Calc II Question: Inverse Functions and Derivatives Explained | Help Needed

[frasifrasi]

This deals with inverse functions:

suppose g(x) is the inverse of f(X) and G(X) = 1/g(X). If f(3) = 3 and f'(3) = 1/9, find G'(3).

Does anyone know how to answer this question?

Thanks.

I was thinking of using the formula g'(x) = 1/f'(g(X)), but the G(X) is throwing me off.

 

[ptr]

$$f'(x)= \frac{1}{f^{-1}'(x)}$$

 

[frasifrasi]

tthat is not what is being asked...

 

[HallsofIvy]

This deals with inverse functions:

suppose g(x) is the inverse of f(X) and G(X) = 1/g(X). If f(3) = 3 and f'(3) = 1/9, find G'(3).

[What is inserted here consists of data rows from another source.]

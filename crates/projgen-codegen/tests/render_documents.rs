use chrono::NaiveDate;
use projgen_codegen::facilitation::days_label;
use projgen_codegen::{render, write_documents, Renderer, EMPTY_DIRS};
use projgen_core::{GenerationContext, ProjectParameters, ProjectType, SkillLevel};

const TOPICS: &[&str] = &[
    "Movie Finder",
    "Recipe Box",
    "Weather Dashboard",
    "Music Playlist Builder",
    "Book Club Tracker",
    "Workout Log",
    "Budget Planner",
    "Todo Checklist",
    "Garden Planner",
];

const STACKS: &[&str] = &["auto", "react-vite", "nextjs", "vue-vite", "svelte-vite"];

fn context(topic: &str, duration: u32, stack: &str, project_type: ProjectType) -> GenerationContext {
    let params = ProjectParameters::new(
        topic,
        duration,
        SkillLevel::Beginner,
        "./out",
        Some(stack.to_string()),
        project_type,
    )
    .unwrap();
    GenerationContext::assemble(params, NaiveDate::from_ymd_opt(2025, 3, 10).unwrap())
}

#[test]
fn every_combination_renders_cleanly() {
    let renderer = Renderer::new().unwrap();
    for topic in TOPICS {
        for stack in STACKS {
            for project_type in ProjectType::ALL {
                let ctx = context(topic, 10, stack, project_type);
                let docs = renderer
                    .render(&ctx)
                    .unwrap_or_else(|e| panic!("{topic} / {stack} / {project_type}: {e:?}"));

                assert_eq!(docs.len(), 25);
                for (path, text) in docs.iter() {
                    assert!(!text.trim().is_empty(), "{path} is empty");
                    assert!(!text.contains("{{"), "{path} has an unrendered expression");
                    assert!(!text.contains("{%"), "{path} has an unrendered tag");
                }
            }
        }
    }
}

#[test]
fn day_ranges_agree_across_documents() {
    for duration in [1, 2, 5, 10, 17, 30] {
        let ctx = context("Movie Finder", duration, "react-vite", ProjectType::WebSpa);
        let docs = render(&ctx).unwrap();

        for (i, range) in ctx.sprints.ranges().iter().enumerate() {
            let label = days_label(range);
            let milestone = format!("milestone/Milestone{}/m{}.md", i + 1, i + 1);
            for path in [
                "TODO.md",
                "01-project-scope.md",
                "facilitation-guide/project-schedule.md",
                milestone.as_str(),
            ] {
                let text = docs.get(path).unwrap();
                assert!(
                    text.contains(&label),
                    "duration {duration}: {path} is missing {label:?} for sprint {}",
                    i + 1
                );
            }
        }
    }
}

#[test]
fn ten_day_schedule_uses_quarter_cuts() {
    let ctx = context("Movie Finder", 10, "react-vite", ProjectType::WebSpa);
    let docs = render(&ctx).unwrap();

    let scope = docs.get("01-project-scope.md").unwrap();
    assert!(scope.contains("4 sprints of up to 3 days:"));
    assert!(!scope.contains("3-day sprints"));
    assert!(scope.contains("(Days 1-3)"));
    assert!(scope.contains("(Days 9-10)"));

    let schedule = docs.get("facilitation-guide/project-schedule.md").unwrap();
    assert!(schedule.contains("- **Day 4:** API service layer"));
    assert!(schedule.contains("- **Day 10:**"));
    assert!(!schedule.contains("- **Day 11:**"));
}

#[test]
fn live_api_documents_name_the_env_var() {
    let ctx = context("Film Night", 8, "auto", ProjectType::MobileReactNative);
    let docs = render(&ctx).unwrap();

    let setup = docs.get("04-SETUP_INSTRUCTIONS.md").unwrap();
    assert!(setup.contains("EXPO_PUBLIC_OMDB_API_KEY=your_api_key_here"));
    assert!(setup.contains("Expo Go"));

    let m1 = docs.get("milestone/Milestone1/m1.md").unwrap();
    assert!(m1.contains("EXPO_PUBLIC_OMDB_API_KEY"));
    assert!(!m1.contains("mkdir -p"));
}

#[test]
fn local_storage_documents_use_storage_key() {
    let ctx = context("Budget Planner", 10, "vue-vite", ProjectType::WebSpa);
    let docs = render(&ctx).unwrap();

    let claude = docs.get("CLAUDE.md").unwrap();
    assert!(claude.contains("`budget-planner:data:v1`"));
    assert!(!claude.contains("Primary API"));

    let start = docs.get("start_here.md").unwrap();
    assert!(start.contains("budget-planner:data:v1"));
    assert!(!start.contains("Sign up"));
}

#[test]
fn competitors_and_users_reach_the_scope() {
    let ctx = context("Movie Finder", 10, "react-vite", ProjectType::WebSpa);
    let docs = render(&ctx).unwrap();

    let scope = docs.get("01-project-scope.md").unwrap();
    assert!(scope.contains("- **Primary:** Casual Viewers"));
    assert!(scope.contains("✅"));
    assert!(scope.contains("❌"));

    let problem = docs.get("00-problem.md").unwrap();
    assert!(problem.contains("**Casual Viewers:**"));
}

#[test]
fn writes_full_tree() {
    let ctx = context("Recipe Box", 10, "react-vite", ProjectType::WebSpa);
    let docs = render(&ctx).unwrap();

    let dir = tempfile::tempdir().unwrap();
    let root = dir.path().join("recipe-box");
    let written = write_documents(&docs, &root).unwrap();

    assert_eq!(written.len(), 25);
    assert!(written.iter().all(|p| p.is_file()));
    for empty in EMPTY_DIRS {
        assert!(root.join(empty).is_dir());
    }
    assert!(root.join(".gitignore").is_file());
    assert!(root.join("milestone/Milestone4/m4.md").is_file());

    // Second run overwrites in place.
    let again = write_documents(&docs, &root).unwrap();
    assert_eq!(again, written);
}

Does anyone know how to answer this question?

Thanks.

I was thinking of using the formula g'(x) = 1/f'(g(X)), but the G(X) is throwing me off.

If G(x)= 1/ g(x)= g^-1 then, by the chain rule, G'= -1g(x)^-2 g'(x). Since g(x) is f^-1(x), g'(x)= 1/f'(x).

 

[frasifrasi]

I still don't get it. Can anyone explain it using the actual numbers to derive an answer? I need to understand this before the exam.